Taking 250M Indian middleclass as one entity is recipe for disaster. 60 million people have high purchasing power. 100 million who are well on the road to consumption and below that, another layer of 100 to 150 million consumers who have just begun their consumption journey.

250 Million are at the very botton of the pyramid, it will be difficult to intgrate them into the main stream. On per capita, she says China 2005 = India 2015!

In early 2000, Hindustan Lever (now Hindustan Unilever) realised that consumer spends were going up, but it possibly did not bargain for the fact that people would not spend on soaps and shampoos, but would direct their earnings towards mobiles, home loans and automobiles. Bijapurkar points out that US-style malls located far away in the suburbs don’t work in India and that Subhiksha-style 1,000 square feet chains are more successful. Wal-Mart may have succeeded in the US, but it has been a failure in similarly developed markets like Germany and Japan. CK Prahalad, who she says is her teacher always in the forward mentions GDP per capita is not always a good measure of the capacity to consume!

The reason Rama says she wrote the book was while many consultants used the supply chain data and what has happened in other countires; she feels P&L is about consumer choices and not supply-side economics… she also disagrees with the magic number of per capita income after which the market will take off!

  1. The nature of emerging market economies are different.. Made for India rather than Global standards! In the context of India, what do we mean by Global standards? Where is the Centre of Gravity!
  2. Emerging markets need not be virgin markets… e.g. Fashion Street in Mumbai sellss export surplus socks; or they have exact replicas of jans in Bangkok… she says consumer India is like a lateral hire into an org; Consumer China is like a fresher!
  3. Today’s emerging markets are not like what the deelopmed markets were in their infancy… Indians have not take to Cola as others, because in India Water is loaded with cultural meanings; giving water to someone in Summer or brewing tea / cofee at home etc…

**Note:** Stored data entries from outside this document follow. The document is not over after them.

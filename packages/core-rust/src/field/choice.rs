//! Validation for single-choice, multiple-choice, boolean and time-menu
//! fields.

use super::{Field, FieldKind, FieldValue, SingleStyle};
use crate::choice::{invalid_choice, ChoiceKey, Choices};
use crate::source::Submitted;

impl Field {
    pub(super) fn choice_is_valid(&self, raw: &Submitted) -> bool {
        match &self.kind {
            FieldKind::Single { style, choices } => match single_key(choices, raw) {
                Selection::Nothing => !self.required,
                Selection::Key(key) => {
                    *style != SingleStyle::MenuItem
                        || choices.get(&key).is_some_and(|c| c.as_item().is_some())
                }
                Selection::Unknown => false,
            },
            FieldKind::TimeMenu { choices, .. } => match single_key(choices, raw) {
                Selection::Nothing => !self.required,
                Selection::Key(_) => true,
                Selection::Unknown => false,
            },
            FieldKind::Multiple { choices, .. } => {
                multiple_keys(choices, raw).is_some_and(|keys| !keys.is_empty() || !self.required)
            }
            FieldKind::Boolean => {
                if raw.is_blank() {
                    !self.required
                } else {
                    truthy(raw) || !self.required
                }
            }
            _ => false,
        }
    }

    pub(super) fn choice_canonical(&self, raw: &Submitted) -> Option<FieldValue> {
        match &self.kind {
            FieldKind::Single { choices, .. } | FieldKind::TimeMenu { choices, .. } => {
                match single_key(choices, raw) {
                    Selection::Key(key) => Some(FieldValue::Key(key)),
                    Selection::Nothing | Selection::Unknown => None,
                }
            }
            FieldKind::Multiple { choices, .. } => multiple_keys(choices, raw)
                .filter(|keys| !keys.is_empty())
                .map(FieldValue::Keys),
            FieldKind::Boolean => (!raw.is_blank()).then(|| FieldValue::Bool(truthy(raw))),
            _ => None,
        }
    }
}

enum Selection {
    /// Blank, or only the sentinel.
    Nothing,
    Key(ChoiceKey),
    Unknown,
}

fn single_key(choices: &Choices, raw: &Submitted) -> Selection {
    let Some(text) = raw.as_text() else {
        return Selection::Unknown;
    };
    if text.trim().is_empty() || text == invalid_choice() {
        return Selection::Nothing;
    }
    choices
        .lookup(text)
        .map_or(Selection::Unknown, |key| Selection::Key(key.clone()))
}

/// Selected keys in declaration order; `None` if any submitted key is
/// unknown.
///
/// Accepts a list of keys, a packed bitmask over an integer key domain, or
/// a comma-separated SQL `SET` string. The sentinel is ignored.
fn multiple_keys(choices: &Choices, raw: &Submitted) -> Option<Vec<ChoiceKey>> {
    let submitted: Vec<&str> = match raw {
        Submitted::List(items) => items.iter().map(String::as_str).collect(),
        Submitted::Text(text) => {
            let text = text.trim();
            if text.is_empty() || text == invalid_choice() {
                Vec::new()
            } else if choices.is_numeric_domain() && text.bytes().all(|b| b.is_ascii_digit()) {
                let mask: u64 = text.parse().ok()?;
                return Some(choices.unpack(mask));
            } else {
                text.split(',').collect()
            }
        }
    };

    let mut selected = Vec::new();
    for item in submitted {
        if item.trim().is_empty() || item == invalid_choice() {
            continue;
        }
        selected.push(choices.lookup(item)?);
    }
    Some(
        choices
            .keys()
            .filter(|key| selected.contains(key))
            .cloned()
            .collect(),
    )
}

/// Checkbox semantics: anything but blank, `0`, `off`, `false` or the
/// sentinel counts as checked.
fn truthy(raw: &Submitted) -> bool {
    let is_true = |s: &str| {
        let s = s.trim();
        !(s.is_empty()
            || s == "0"
            || s.eq_ignore_ascii_case("off")
            || s.eq_ignore_ascii_case("false")
            || s == invalid_choice())
    };
    match raw {
        Submitted::Text(s) => is_true(s),
        Submitted::List(items) => items.iter().any(|s| is_true(s)),
    }
}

India is a market that has more cell phones than bank accounts! More TVs than toilets!! Like one consumer said, though the buying power has increased – it is going to fridges and cars which are status symbols as well than increasing the pie for shampoo… similarly, consumers were using better paints for the walls and distempuer for the ceiling which no one would see or cheaper paint for the bedroom!!

Rama says of China – where the long term stability and continuity of policies of a non-democratic regims are in doubt but the short term economic growth is steady and encouragin… But in India, an executive said “while long term will be fine, I will have to first survive in the short run!”